As usual the car park was crowded with an assortment of 4WD’s and tourist buses. Once at the tip you almost had to queue to take photos of yourselves at the signposted top of the Australian mainland.

Only a couple of hundred metres from the car park is an abandoned resort. This was once a very upmarket resort but apparently a dispute over land ownership saw the owners hand it over to indigenous ownership. It is now in ruins, a very sad sight. Once again it is very difficult to get factual information on its history. 

P7220084 We then visited Somerset on the eastern side of the tip. This is the area settled by the Jardine family in 1864. The Jardine’s were evacuated during WW2 and never returned, now there is little remaining of their presence.  On the beach is a small neglected cemetery with the graves of pearl divers, Jardine family members and a couple of unidentified graves.  It was then back to camp arriving about 1700.
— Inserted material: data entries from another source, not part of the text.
//! Scan image decoding, resizing and normalization
use cogniscan_common::{ImageTensor, InferenceError, IMAGE_CHANNELS, IMAGE_SIZE};
use image::RgbImage;
use ndarray::Array3;
use serde::{Deserialize, Serialize};
use thiserror::Error;
use tracing::debug;

/// Default upload ceiling (20 MiB)
pub const DEFAULT_MAX_IMAGE_BYTES: usize = 20 * 1024 * 1024;

/// Configuration for scan preprocessing
#[derive(Debug, Clone, Serialize, Deserialize)]
#[serde(default)]
pub struct PreprocessConfig {
    /// Square side length fed to the backbone
    pub input_size: u32,
    /// Largest accepted payload in bytes
    pub max_image_bytes: usize,
}

impl Default for PreprocessConfig {
    fn default() -> Self {
        Self {
            input_size: IMAGE_SIZE,
            max_image_bytes: DEFAULT_MAX_IMAGE_BYTES,
        }
    }
}

/// Errors that can occur while preparing a scan
#[derive(Error, Debug)]
pub enum PreprocessError {
    #[error("Empty image payload")]
    EmptyPayload,

    #[error("Image payload is {size} bytes, limit is {max}")]
    PayloadTooLarge { size: usize, max: usize },

    #[error("Image decoding error: {0}")]
    Decode(#[from] image::ImageError),

    #[error("Decoded image has no pixels ({width}x{height})")]
    EmptyImage { width: u32, height: u32 },
}

impl From<PreprocessError> for InferenceError {
    fn from(err: PreprocessError) -> Self {
        InferenceError::Decode(err.to_string())
    }
}

/// Turns raw upload bytes into a normalized `[3, S, S]` tensor
///
/// Pure function of its input: identical bytes always give a bit-identical tensor.
#[derive(Debug, Clone, Default)]
pub struct ImagePreprocessor {
    config: PreprocessConfig,
}

impl ImagePreprocessor {
    #[must_use]
    pub fn new(config: PreprocessConfig) -> Self {
        Self { config }
    }

    #[must_use]
    pub fn config(&self) -> &PreprocessConfig {
        &self.config
    }

    /// Decode any supported raster format and coerce it to 8-bit RGB
    ///
    /// Grayscale, alpha and 16-bit inputs are converted. Anything that is not a
    /// recognizable image fails with [`PreprocessError::Decode`].
    pub fn decode(&self, bytes: &[u8]) -> Result<RgbImage, PreprocessError> {
        if bytes.is_empty() {
            return Err(PreprocessError::EmptyPayload);
        }
        if bytes.len() > self.config.max_image_bytes {
            return Err(PreprocessError::PayloadTooLarge {
                size: bytes.len(),
                max: self.config.max_image_bytes,
            });
        }

        let decoded = image::load_from_memory(bytes)?;
        let (width, height) = (decoded.width(), decoded.height());
        if width == 0 || height == 0 {
            return Err(PreprocessError::EmptyImage { width, height });
        }

        debug!("Decoded {}x{} image ({:?})", width, height, decoded.color());
        Ok(decoded.to_rgb8())
    }

    /// Resize to `input_size` x `input_size` with a bilinear (triangle) filter
    #[must_use]
    pub fn resize(&self, image: &RgbImage) -> RgbImage {
        let size = self.config.input_size;
        if image.dimensions() == (size, size) {
            image.clone()
        } else {
            image::imageops::resize(image, size, size, image::imageops::FilterType::Triangle)
        }
    }

    /// Map every channel to `(p / 255 - 0.5) / 0.5`, channel-first
    pub fn normalize(&self, image: &RgbImage) -> Result<ImageTensor, InferenceError> {
        let (width, height) = image.dimensions();
        let mut array = Array3::<f32>::zeros((IMAGE_CHANNELS, height as usize, width as usize));

        for (x, y, pixel) in image.enumerate_pixels() {
            for c in 0..IMAGE_CHANNELS {
                let v = f32::from(pixel[c]) / 255.0;
                array[[c, y as usize, x as usize]] = (v - 0.5) / 0.5;
            }
        }

        ImageTensor::new(array)
    }

    /// Decode, resize and normalize in one step
    pub fn preprocess(&self, bytes: &[u8]) -> Result<ImageTensor, InferenceError> {
        let decoded = self.decode(bytes)?;
        let resized = self.resize(&decoded);
        self.normalize(&resized)
    }
}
That night one of two supply ships that run a regular weekly supply run from Cairns docked to discharge fuel, freezers and general supplies. It completed discharge and loading and left at 0230. Included in its loading were two badly damaged vehicles being sent to Cairns for repair.

Very windy last night. At this time of the year the SE trade winds blow consistently and strongly. Being on the western side of the peninsula we are mainly protected from the most severe winds however they must have gusted to 25 kilometres last night.